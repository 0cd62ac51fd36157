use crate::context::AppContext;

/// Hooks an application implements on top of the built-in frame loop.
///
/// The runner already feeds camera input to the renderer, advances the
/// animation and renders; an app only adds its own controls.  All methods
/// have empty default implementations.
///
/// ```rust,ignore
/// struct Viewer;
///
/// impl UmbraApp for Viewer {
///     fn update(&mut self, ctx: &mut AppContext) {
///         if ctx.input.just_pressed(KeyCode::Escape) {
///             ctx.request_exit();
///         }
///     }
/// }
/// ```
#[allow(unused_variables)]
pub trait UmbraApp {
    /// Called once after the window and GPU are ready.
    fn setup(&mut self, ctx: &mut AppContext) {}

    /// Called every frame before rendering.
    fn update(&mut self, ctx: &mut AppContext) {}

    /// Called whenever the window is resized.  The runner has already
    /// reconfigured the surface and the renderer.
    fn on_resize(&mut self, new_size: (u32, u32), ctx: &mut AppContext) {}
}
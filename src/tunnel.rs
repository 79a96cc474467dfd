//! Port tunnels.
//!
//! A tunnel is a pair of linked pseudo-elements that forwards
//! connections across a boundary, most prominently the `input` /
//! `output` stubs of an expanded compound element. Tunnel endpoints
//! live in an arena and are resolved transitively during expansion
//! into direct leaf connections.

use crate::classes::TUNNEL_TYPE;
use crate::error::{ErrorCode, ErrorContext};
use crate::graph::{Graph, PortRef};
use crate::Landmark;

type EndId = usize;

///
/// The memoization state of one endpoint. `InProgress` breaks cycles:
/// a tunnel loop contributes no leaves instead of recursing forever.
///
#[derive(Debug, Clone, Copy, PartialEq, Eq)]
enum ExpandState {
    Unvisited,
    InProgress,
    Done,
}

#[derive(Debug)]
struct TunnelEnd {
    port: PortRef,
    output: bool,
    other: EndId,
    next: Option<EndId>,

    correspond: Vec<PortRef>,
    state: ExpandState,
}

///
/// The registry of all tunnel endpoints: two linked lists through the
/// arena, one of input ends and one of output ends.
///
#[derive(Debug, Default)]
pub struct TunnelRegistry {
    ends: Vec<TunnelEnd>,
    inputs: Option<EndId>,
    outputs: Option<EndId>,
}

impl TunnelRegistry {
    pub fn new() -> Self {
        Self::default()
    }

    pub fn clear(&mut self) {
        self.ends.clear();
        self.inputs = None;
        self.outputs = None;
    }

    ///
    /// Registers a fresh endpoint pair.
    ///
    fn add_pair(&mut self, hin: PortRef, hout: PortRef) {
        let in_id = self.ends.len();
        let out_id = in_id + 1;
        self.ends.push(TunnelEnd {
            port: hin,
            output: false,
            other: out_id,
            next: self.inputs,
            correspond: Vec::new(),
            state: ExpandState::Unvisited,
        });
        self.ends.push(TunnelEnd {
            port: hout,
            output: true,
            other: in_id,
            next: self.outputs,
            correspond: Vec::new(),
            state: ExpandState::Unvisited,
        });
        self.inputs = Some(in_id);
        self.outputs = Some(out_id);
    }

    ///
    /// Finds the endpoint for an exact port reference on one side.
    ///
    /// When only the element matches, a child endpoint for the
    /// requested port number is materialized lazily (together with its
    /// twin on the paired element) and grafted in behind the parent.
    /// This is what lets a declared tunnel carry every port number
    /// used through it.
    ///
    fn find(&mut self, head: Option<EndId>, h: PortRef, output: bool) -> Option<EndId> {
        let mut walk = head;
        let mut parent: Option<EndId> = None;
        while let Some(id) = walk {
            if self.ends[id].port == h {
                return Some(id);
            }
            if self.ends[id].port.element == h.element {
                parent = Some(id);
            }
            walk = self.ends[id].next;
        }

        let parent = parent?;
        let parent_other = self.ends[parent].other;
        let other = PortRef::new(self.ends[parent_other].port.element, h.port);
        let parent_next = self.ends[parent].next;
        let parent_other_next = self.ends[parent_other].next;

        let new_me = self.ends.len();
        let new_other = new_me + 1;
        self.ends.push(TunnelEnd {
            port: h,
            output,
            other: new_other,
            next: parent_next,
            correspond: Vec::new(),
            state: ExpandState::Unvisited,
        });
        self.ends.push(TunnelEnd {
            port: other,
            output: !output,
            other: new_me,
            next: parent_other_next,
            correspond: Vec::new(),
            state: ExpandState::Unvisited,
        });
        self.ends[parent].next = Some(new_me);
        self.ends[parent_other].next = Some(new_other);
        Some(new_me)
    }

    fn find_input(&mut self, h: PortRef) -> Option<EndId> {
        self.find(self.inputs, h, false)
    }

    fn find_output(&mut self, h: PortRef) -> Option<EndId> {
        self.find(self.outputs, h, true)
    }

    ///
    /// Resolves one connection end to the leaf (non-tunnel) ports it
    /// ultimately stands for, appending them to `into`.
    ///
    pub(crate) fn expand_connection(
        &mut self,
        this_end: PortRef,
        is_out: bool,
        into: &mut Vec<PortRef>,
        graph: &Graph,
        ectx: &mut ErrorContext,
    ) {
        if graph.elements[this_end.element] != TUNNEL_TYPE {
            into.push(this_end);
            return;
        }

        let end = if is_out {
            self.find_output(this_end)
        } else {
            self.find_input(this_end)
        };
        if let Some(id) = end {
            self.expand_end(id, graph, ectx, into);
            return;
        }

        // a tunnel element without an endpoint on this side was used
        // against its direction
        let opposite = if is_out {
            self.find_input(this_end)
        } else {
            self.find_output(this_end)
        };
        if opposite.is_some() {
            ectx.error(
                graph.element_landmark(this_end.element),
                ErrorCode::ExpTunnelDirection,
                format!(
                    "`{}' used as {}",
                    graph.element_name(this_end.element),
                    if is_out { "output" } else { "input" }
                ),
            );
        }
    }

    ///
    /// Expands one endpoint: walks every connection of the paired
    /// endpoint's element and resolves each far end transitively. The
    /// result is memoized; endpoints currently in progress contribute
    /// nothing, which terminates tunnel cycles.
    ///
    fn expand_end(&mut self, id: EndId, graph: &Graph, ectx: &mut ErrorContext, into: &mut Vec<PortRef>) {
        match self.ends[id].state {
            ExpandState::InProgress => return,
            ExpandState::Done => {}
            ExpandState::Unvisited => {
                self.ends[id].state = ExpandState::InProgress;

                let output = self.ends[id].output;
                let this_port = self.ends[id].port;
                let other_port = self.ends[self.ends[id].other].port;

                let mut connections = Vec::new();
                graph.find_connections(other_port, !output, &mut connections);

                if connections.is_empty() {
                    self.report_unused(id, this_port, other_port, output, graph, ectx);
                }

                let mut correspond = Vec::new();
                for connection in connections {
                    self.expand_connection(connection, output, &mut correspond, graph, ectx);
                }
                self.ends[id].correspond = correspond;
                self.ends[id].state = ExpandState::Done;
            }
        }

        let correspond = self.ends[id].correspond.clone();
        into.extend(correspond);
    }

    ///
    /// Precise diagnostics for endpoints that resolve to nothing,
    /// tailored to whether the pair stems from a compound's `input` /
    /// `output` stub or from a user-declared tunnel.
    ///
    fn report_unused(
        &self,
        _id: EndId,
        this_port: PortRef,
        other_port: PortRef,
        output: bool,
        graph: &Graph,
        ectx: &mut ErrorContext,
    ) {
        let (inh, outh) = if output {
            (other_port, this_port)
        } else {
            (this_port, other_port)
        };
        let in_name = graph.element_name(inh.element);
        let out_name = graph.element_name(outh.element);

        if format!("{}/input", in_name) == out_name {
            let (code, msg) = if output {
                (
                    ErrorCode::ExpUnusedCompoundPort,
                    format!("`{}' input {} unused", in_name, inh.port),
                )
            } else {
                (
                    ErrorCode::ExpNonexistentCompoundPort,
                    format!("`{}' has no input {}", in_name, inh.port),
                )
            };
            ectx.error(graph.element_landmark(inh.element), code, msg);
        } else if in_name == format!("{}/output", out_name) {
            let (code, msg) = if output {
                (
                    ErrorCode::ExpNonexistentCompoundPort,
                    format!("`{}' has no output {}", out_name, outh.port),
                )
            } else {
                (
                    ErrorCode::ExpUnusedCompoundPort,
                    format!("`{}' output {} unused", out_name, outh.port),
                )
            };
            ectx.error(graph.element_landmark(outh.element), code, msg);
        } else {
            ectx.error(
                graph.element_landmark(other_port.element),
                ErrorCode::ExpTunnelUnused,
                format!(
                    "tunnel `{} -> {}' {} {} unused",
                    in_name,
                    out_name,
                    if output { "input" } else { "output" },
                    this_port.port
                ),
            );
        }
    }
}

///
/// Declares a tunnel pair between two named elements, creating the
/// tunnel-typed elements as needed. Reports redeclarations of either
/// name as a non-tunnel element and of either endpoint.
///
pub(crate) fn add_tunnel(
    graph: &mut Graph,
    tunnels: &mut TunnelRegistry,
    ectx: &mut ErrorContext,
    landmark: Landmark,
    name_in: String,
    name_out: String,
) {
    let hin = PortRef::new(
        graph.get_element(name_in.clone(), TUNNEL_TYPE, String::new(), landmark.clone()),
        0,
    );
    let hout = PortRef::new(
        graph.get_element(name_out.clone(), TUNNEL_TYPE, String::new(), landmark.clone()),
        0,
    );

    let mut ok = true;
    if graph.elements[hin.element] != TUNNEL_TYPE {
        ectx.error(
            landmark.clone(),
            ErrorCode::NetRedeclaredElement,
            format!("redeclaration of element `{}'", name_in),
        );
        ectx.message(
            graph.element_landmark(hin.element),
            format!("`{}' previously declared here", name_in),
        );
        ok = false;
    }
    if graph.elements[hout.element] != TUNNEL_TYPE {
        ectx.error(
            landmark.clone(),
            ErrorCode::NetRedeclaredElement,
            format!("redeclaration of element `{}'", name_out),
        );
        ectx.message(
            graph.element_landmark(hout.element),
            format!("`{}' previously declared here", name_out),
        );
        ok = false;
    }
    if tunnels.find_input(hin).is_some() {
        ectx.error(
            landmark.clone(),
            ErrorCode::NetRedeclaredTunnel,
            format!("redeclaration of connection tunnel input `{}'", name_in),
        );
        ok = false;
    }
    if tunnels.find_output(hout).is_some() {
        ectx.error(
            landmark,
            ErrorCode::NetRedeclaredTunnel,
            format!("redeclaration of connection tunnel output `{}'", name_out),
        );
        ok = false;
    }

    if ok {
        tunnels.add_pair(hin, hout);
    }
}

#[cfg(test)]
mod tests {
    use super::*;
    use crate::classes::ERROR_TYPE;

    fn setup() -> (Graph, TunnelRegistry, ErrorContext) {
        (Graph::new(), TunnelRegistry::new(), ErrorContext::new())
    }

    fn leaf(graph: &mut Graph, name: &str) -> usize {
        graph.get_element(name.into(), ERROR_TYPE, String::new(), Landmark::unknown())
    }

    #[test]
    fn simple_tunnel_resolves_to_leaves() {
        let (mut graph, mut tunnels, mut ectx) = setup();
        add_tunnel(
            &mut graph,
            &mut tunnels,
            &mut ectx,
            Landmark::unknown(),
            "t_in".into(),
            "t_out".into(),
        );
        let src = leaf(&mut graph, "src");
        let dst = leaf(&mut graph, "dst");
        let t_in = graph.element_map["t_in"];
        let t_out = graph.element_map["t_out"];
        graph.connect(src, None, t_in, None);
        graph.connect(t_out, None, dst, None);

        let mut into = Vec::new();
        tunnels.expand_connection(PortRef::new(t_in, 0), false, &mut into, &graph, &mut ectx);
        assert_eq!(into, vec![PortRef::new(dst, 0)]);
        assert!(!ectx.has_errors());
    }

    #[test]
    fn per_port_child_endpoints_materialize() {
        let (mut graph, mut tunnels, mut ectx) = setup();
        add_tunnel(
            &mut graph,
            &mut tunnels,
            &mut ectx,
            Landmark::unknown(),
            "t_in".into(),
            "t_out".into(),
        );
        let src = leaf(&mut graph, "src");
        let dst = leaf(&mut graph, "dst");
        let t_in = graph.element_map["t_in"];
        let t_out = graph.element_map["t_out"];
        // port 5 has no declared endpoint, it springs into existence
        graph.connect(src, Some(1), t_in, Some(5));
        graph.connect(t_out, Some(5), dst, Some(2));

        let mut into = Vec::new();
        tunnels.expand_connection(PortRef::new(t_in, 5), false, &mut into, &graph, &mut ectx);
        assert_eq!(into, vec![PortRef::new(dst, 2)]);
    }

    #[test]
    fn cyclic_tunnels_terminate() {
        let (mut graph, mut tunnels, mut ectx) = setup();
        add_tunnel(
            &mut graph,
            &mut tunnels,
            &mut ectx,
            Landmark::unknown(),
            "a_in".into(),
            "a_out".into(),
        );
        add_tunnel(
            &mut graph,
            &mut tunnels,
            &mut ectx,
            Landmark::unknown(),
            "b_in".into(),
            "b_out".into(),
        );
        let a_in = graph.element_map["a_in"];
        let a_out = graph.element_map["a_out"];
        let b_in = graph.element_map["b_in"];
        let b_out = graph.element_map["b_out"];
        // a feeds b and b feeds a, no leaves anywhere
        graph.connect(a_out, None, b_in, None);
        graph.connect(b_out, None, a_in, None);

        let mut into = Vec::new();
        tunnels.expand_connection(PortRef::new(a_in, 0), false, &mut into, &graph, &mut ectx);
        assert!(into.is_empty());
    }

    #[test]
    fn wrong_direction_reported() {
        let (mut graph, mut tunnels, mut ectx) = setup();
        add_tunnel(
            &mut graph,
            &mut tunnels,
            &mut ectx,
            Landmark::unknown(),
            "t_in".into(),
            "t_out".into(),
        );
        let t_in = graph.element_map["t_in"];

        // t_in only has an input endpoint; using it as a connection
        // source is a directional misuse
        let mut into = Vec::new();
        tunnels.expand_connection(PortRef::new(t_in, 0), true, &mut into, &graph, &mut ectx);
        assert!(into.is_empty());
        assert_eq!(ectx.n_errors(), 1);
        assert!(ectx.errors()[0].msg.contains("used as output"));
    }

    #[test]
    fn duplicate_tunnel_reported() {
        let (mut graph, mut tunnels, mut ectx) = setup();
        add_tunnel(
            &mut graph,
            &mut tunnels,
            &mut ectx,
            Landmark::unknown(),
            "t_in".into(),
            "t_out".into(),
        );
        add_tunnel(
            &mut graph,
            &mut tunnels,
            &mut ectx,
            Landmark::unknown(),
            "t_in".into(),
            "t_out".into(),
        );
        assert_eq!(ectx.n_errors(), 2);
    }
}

◆ ◆ ◆ ◆ ◆

Each line in the data that holds the string "usize" must be returned.

type EndId = usize;
    fn leaf(graph: &mut Graph, name: &str) -> usize {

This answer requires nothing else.